Full Pour

Full Pour: Cape May Brewing’s Ryan Krill and Chris “Hank” Henke on Creativity

Full Pour: Cape May Brewing’s Ryan Krill and Chris “Hank” Henke on Creativity

Small and independent brewers know that the best beers take creativity — and sometimes loads of patience. Just ask Cape May Brewing Company (CMBC) co-founders Ryan Krill and Chris “Hank” Henke.

CMBC celebrates its 5 year anniversary this July. Around the same time, they’ll be unleashing The Keel, the first release in the brewery’s new Stow Away series. The series gets its name because these beers have been years in the making.

How do brewers come up with new recipes? Ryan and Hank share what inspires their creativity during this Full Pour with CraftBeer.com.

Q: Congratulations on your 5 year anniversary this July 4. Independence Day is a pretty cool anniversary date. What is it like to be a small and independent brewery in America right now?

Ryan: It’s a very exciting time to be an indie craft brewer right now. There are more breweries than ever and beer drinkers are more educated and have access to information at their fingertips. Beer has become more competitive than ever, but that’s a good thing: it elevates the quality of beer and the experience at breweries. Gone are the days of just good beer — it must be great beer. And, as such, America has passed Germany as the beer capital of the world.

Hank: Yeah, it’s great. People are seeking out beer from local, independent breweries. We get a wide range of visitors to the brewery every day, and everyone that comes in has a smile on their face, looking to have a great time and to drink some fresh, delicious beer. Being a local independent brewery right now is the polar opposite of being in a jury assembly room.

Q: You’re just beginning to release your brand new Stow Away series, and I know you’re pretty pumped about it. Tell me why this series stands out for you.

Ryan: It’s been several years in the making, and there are so many variables when beer is barrel-aged for that long. When we decided that the beer was ready, all the various barrels — all which have different flavors — were blended into what we thought would be the best flavor profile. It’s a whole lot of work and planning for 750 ml of yummy goodness that is that beer.

Hank: What’s great is that since it’s bottle-conditioned, it’s going to continue to evolve. We have an idea of what it’s going to taste like in a year, two years, but we really don’t know. So our customers become part of the experiment. They can cellar them and see what happens, and then they become part of the experiment. The consumer is part of this! If you go ahead and age it for two years, you’re gonna come back and tell us it was better — hopefully not worse. The same? Who knows? So, I think that’s the pretty unique part of it. We’re all just learning together. The point where it gets into the consumer’s hands? Who knows.

Q: I’ve always wondered about how hard it is to come up with new recipes.

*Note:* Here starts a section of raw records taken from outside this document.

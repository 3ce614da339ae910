//! Virtual service migration status, transitions, and worklist types.
//!
//! A virtual service is the unit of migration. Each one is created when a
//! discovery import (or a live controller pull) runs and afterwards only moves
//! between statuses; it is never deleted.

use serde::{Deserialize, Serialize};

use crate::error::CoreError;
use crate::types::{DbId, Timestamp};

// ---------------------------------------------------------------------------
// Migration status
// ---------------------------------------------------------------------------

/// Review status of a single virtual service.
#[derive(Debug, Clone, Copy, PartialEq, Eq, Hash, Serialize, Deserialize)]
#[serde(rename_all = "snake_case")]
pub enum MigrationStatus {
    Pending,
    InReview,
    Completed,
    Skipped,
}

/// Every status, in display order.
pub const ALL_STATUSES: [MigrationStatus; 4] = [
    MigrationStatus::Pending,
    MigrationStatus::InReview,
    MigrationStatus::Completed,
    MigrationStatus::Skipped,
];

impl MigrationStatus {
    /// Parse a status string from the database.
    pub fn from_str_db(s: &str) -> Result<Self, CoreError> {
        match s {
            "pending" => Ok(Self::Pending),
            "in_review" => Ok(Self::InReview),
            "completed" => Ok(Self::Completed),
            "skipped" => Ok(Self::Skipped),
            _ => Err(CoreError::Validation(format!(
                "Invalid migration status '{s}'. Must be one of: pending, in_review, completed, skipped"
            ))),
        }
    }

    /// Convert to a database-compatible string.
    pub fn as_str(&self) -> &'static str {
        match self {
            Self::Pending => "pending",
            Self::InReview => "in_review",
            Self::Completed => "completed",
            Self::Skipped => "skipped",
        }
    }

    /// Whether this virtual service still belongs on the review worklist.
    pub fn is_incomplete(self) -> bool {
        self != Self::Completed
    }

    /// Check a transition from `self` to `next`.
    ///
    /// Reapplying the current status is [`Transition::Unchanged`]. A
    /// completed virtual service cannot move anywhere else.
    pub fn transition_to(self, next: MigrationStatus) -> Result<Transition, CoreError> {
        if self == next {
            return Ok(Transition::Unchanged);
        }
        if self == Self::Completed {
            return Err(CoreError::Conflict(format!(
                "Virtual service migration is already completed; cannot move it to '{}'",
                next.as_str()
            )));
        }
        Ok(Transition::Applied)
    }
}

impl std::fmt::Display for MigrationStatus {
    fn fmt(&self, f: &mut std::fmt::Formatter<'_>) -> std::fmt::Result {
        f.write_str(self.as_str())
    }
}

/// Result of [`MigrationStatus::transition_to`].
#[derive(Debug, Clone, Copy, PartialEq, Eq)]
pub enum Transition {
    /// The status changes.
    Applied,
    /// The target equals the current status; nothing to persist.
    Unchanged,
}

// ---------------------------------------------------------------------------
// Entities
// ---------------------------------------------------------------------------

/// One discovery import. The most recent run is the one the wizard works on.
#[derive(Debug, Clone, PartialEq, Serialize, Deserialize)]
#[serde(rename_all = "camelCase")]
pub struct MigrationRun {
    pub id: DbId,
    pub label: String,
    pub created_at: Timestamp,
}

/// A virtual service and where it stands in the migration.
#[derive(Debug, Clone, PartialEq, Serialize, Deserialize)]
#[serde(rename_all = "camelCase")]
pub struct VirtualServiceMigration {
    pub id: DbId,
    pub run_id: DbId,
    pub name: String,
    /// F5 full path, e.g. `/Common/vs_web_443`.
    pub f5_ref: String,
    /// Name of the Avi virtual service produced for it, once accepted.
    pub avi_ref: Option<String>,
    /// F5 virtual server flavour (`standard`, `forwarding-ip`, ...).
    pub vs_type: Option<String>,
    pub status: MigrationStatus,
    pub created_at: Timestamp,
    pub updated_at: Timestamp,
}

/// Snapshot of the review worklist for the current run.
///
/// `items` holds every virtual service that is not completed, in import
/// order. `completed_count` counts the completed ones of the same run.
#[derive(Debug, Clone, Default, PartialEq, Serialize, Deserialize)]
#[serde(rename_all = "camelCase")]
pub struct IncompleteMigrationsBatch {
    pub run_id: Option<DbId>,
    pub items: Vec<VirtualServiceMigration>,
    pub completed_count: i64,
}

impl IncompleteMigrationsBatch {
    /// Build a batch from every virtual service of a run, in import order.
    pub fn from_run(run_id: Option<DbId>, all: Vec<VirtualServiceMigration>) -> Self {
        let (completed, items): (Vec<_>, Vec<_>) = all
            .into_iter()
            .partition(|vs| vs.status == MigrationStatus::Completed);
        Self {
            run_id,
            items,
            completed_count: completed.len() as i64,
        }
    }

    pub fn len(&self) -> usize {
        self.items.len()
    }

    pub fn is_empty(&self) -> bool {
        self.items.is_empty()
    }
}

// ---------------------------------------------------------------------------
// DTOs
// ---------------------------------------------------------------------------

/// A virtual service found by discovery or by a live controller pull.
#[derive(Debug, Clone, PartialEq, Serialize, Deserialize)]
#[serde(rename_all = "camelCase")]
pub struct DiscoveredVirtualService {
    pub name: String,
    pub f5_ref: String,
    #[serde(default)]
    pub vs_type: Option<String>,
}

/// Body of `POST /accept-configuration`.
#[derive(Debug, Clone, Serialize, Deserialize)]
#[serde(rename_all = "camelCase")]
pub struct AcceptConfiguration {
    pub id: DbId,
    #[serde(default)]
    pub avi_ref: Option<String>,
}

/// Body of `POST /skip-migration` and `POST /start-migration`.
#[derive(Debug, Clone, Serialize, Deserialize)]
pub struct MigrationRef {
    pub id: DbId,
}

/// Result of merging discovered virtual services into a run.
#[derive(Debug, Clone, Copy, Default, PartialEq, Eq, Serialize, Deserialize)]
#[serde(rename_all = "camelCase")]
pub struct MergeSummary {
    pub inserted: usize,
    pub unchanged: usize,
}

// ---------------------------------------------------------------------------
// Validation
// ---------------------------------------------------------------------------

/// Validate one discovered virtual service.
///
/// F5 references are full paths (`/Partition/name`).
pub fn validate_discovered(vs: &DiscoveredVirtualService) -> Result<(), CoreError> {
    if vs.name.trim().is_empty() {
        return Err(CoreError::Validation(
            "Virtual service name must not be empty".to_string(),
        ));
    }
    if !vs.f5_ref.starts_with('/') || vs.f5_ref.len() < 2 {
        return Err(CoreError::Validation(format!(
            "F5 reference '{}' must be a full path such as /Common/{}",
            vs.f5_ref, vs.name
        )));
    }
    Ok(())
}

/// Validate a discovery import: every entry valid, no duplicate F5 paths.
pub fn validate_import(items: &[DiscoveredVirtualService]) -> Result<(), CoreError> {
    let mut seen = std::collections::HashSet::new();
    for vs in items {
        validate_discovered(vs)?;
        if !seen.insert(vs.f5_ref.as_str()) {
            return Err(CoreError::Validation(format!(
                "Duplicate F5 reference '{}' in import",
                vs.f5_ref
            )));
        }
    }
    Ok(())
}

// ---------------------------------------------------------------------------
// Tests
// ---------------------------------------------------------------------------
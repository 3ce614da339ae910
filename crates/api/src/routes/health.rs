use axum::extract::State;
use axum::{routing::get, Json, Router};
use serde::Serialize;

use crate::state::AppState;

/// Health check response payload.
#[derive(Serialize)]
#[serde(rename_all = "camelCase")]
pub struct HealthResponse {
    /// Overall service status.
    pub status: &'static str,
    /// Crate version from Cargo.toml.
    pub version: &'static str,
    /// Whether the Configuration Store answers.
    pub store_healthy: bool,
}

/// GET /health -- returns service and store health.
async fn health_check(State(state): State<AppState>) -> Json<HealthResponse> {
    let store_healthy = state.store.health_check().await.is_ok();

    let status = if store_healthy { "ok" } else { "degraded" };

    Json(HealthResponse {
        status,
        version: env!("CARGO_PKG_VERSION"),
        store_healthy,
    })
}

/// Mount health check routes (intended for root level, NOT under `/api`).
pub fn router() -> Router<AppState> {
    Router::new().route("/health", get(health_check))
}
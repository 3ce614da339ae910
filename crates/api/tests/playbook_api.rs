//! HTTP-level integration tests for the `/playbook` endpoints.

mod common;

use axum::http::StatusCode;
use common::{body_json, build_test_app, get, import_run, post_json, TestApp};
use serde_json::{json, Value};

async fn generate_configuration(app: &TestApp) {
    let response = post_json(
        app.router(),
        "/api/configuration/generate-configuration",
        json!({
            "conversionStatus": {
                "statusSheet": { "virtual": { "web": "SUCCESSFUL" } },
                "pivotSheet": [],
                "iruleDiscovery": []
            },
            "aviOutput": {
                "body": {
                    "VirtualService": [{ "name": "web" }],
                    "Pool": [{ "name": "web-pool" }]
                }
            }
        }),
    )
    .await;
    assert_eq!(response.status(), StatusCode::CREATED);
}

async fn generate_playbook(app: &TestApp, body: Value) -> Value {
    let response = post_json(app.router(), "/api/playbook/generate-playbook", body).await;
    assert_eq!(response.status(), StatusCode::CREATED);
    body_json(response).await["data"].clone()
}

#[tokio::test]
async fn generate_without_run_is_conflict() {
    let app = build_test_app();
    let response = post_json(app.router(), "/api/playbook/generate-playbook", json!({})).await;
    assert_eq!(response.status(), StatusCode::CONFLICT);
}

#[tokio::test]
async fn generate_without_avi_output_is_conflict() {
    let app = build_test_app();
    import_run(&app, "lab", &["web"]).await;

    let response = post_json(app.router(), "/api/playbook/generate-playbook", json!({})).await;
    assert_eq!(response.status(), StatusCode::CONFLICT);
    assert_eq!(body_json(response).await["code"], "CONFLICT");
}

#[tokio::test]
async fn generate_builds_tasks_from_latest_avi_output() {
    let app = build_test_app();
    let imported = import_run(&app, "lab", &["web"]).await;
    generate_configuration(&app).await;

    let summary = generate_playbook(&app, json!({ "name": "lab cutover" })).await;
    assert_eq!(summary["name"], "lab cutover");
    assert_eq!(summary["taskCount"], 2);
    assert_eq!(summary["runId"], imported["run"]["id"]);
    assert!(summary.get("body").is_none(), "summaries omit the play");

    let unnamed = generate_playbook(&app, json!({})).await;
    assert_eq!(
        unnamed["name"],
        format!("avi-migration-run-{}", imported["run"]["id"])
    );

    let response = get(app.router(), "/api/playbook/playbooks").await;
    assert_eq!(response.status(), StatusCode::OK);
    let listed = body_json(response).await["data"].clone();
    let ids: Vec<_> = listed.as_array().unwrap().iter().map(|p| p["id"].clone()).collect();
    assert_eq!(ids, [unnamed["id"].clone(), summary["id"].clone()]);
}

#[tokio::test]
async fn download_serves_play_as_attachment() {
    let app = build_test_app();
    import_run(&app, "lab", &["web"]).await;
    generate_configuration(&app).await;
    let summary = generate_playbook(&app, json!({ "name": "lab cutover" })).await;

    let uri = format!("/api/playbook/download-playbook/{}", summary["id"]);
    let response = get(app.router(), &uri).await;
    assert_eq!(response.status(), StatusCode::OK);
    assert_eq!(
        response.headers()["content-disposition"],
        "attachment; filename=\"lab_cutover.json\""
    );

    let play = body_json(response).await;
    let tasks = play[0]["tasks"].as_array().unwrap();
    assert_eq!(tasks[0]["avi_pool"], json!({ "name": "web-pool" }));
    assert_eq!(tasks[1]["avi_virtualservice"], json!({ "name": "web" }));
}

#[tokio::test]
async fn playbooks_are_scoped_to_current_run() {
    let app = build_test_app();

    let response = get(app.router(), "/api/playbook/playbooks").await;
    assert_eq!(body_json(response).await["data"], json!([]));

    import_run(&app, "first", &["web"]).await;
    generate_configuration(&app).await;
    generate_playbook(&app, json!({})).await;

    import_run(&app, "second", &["web"]).await;
    let response = get(app.router(), "/api/playbook/playbooks").await;
    assert_eq!(body_json(response).await["data"], json!([]));
}

#[tokio::test]
async fn download_unknown_playbook_is_not_found() {
    let app = build_test_app();
    let response = get(app.router(), "/api/playbook/download-playbook/999").await;
    assert_eq!(response.status(), StatusCode::NOT_FOUND);
    assert_eq!(body_json(response).await["code"], "NOT_FOUND");
}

Where do you get your inspiration? Is it harder, or maybe easier, than beer lovers think?

Ryan: It’s a very thoughtful and open process at Cape May. It takes months for a beer to go from inception to bottle. We ultimately brew what we want to drink, but how it gets into the bottle with a pretty label takes a long time. The names are democratic and open to everyone at the brewery, but it’s up to us to make sure that it’s in the spirit of Cape May and that it isn’t being used elsewhere.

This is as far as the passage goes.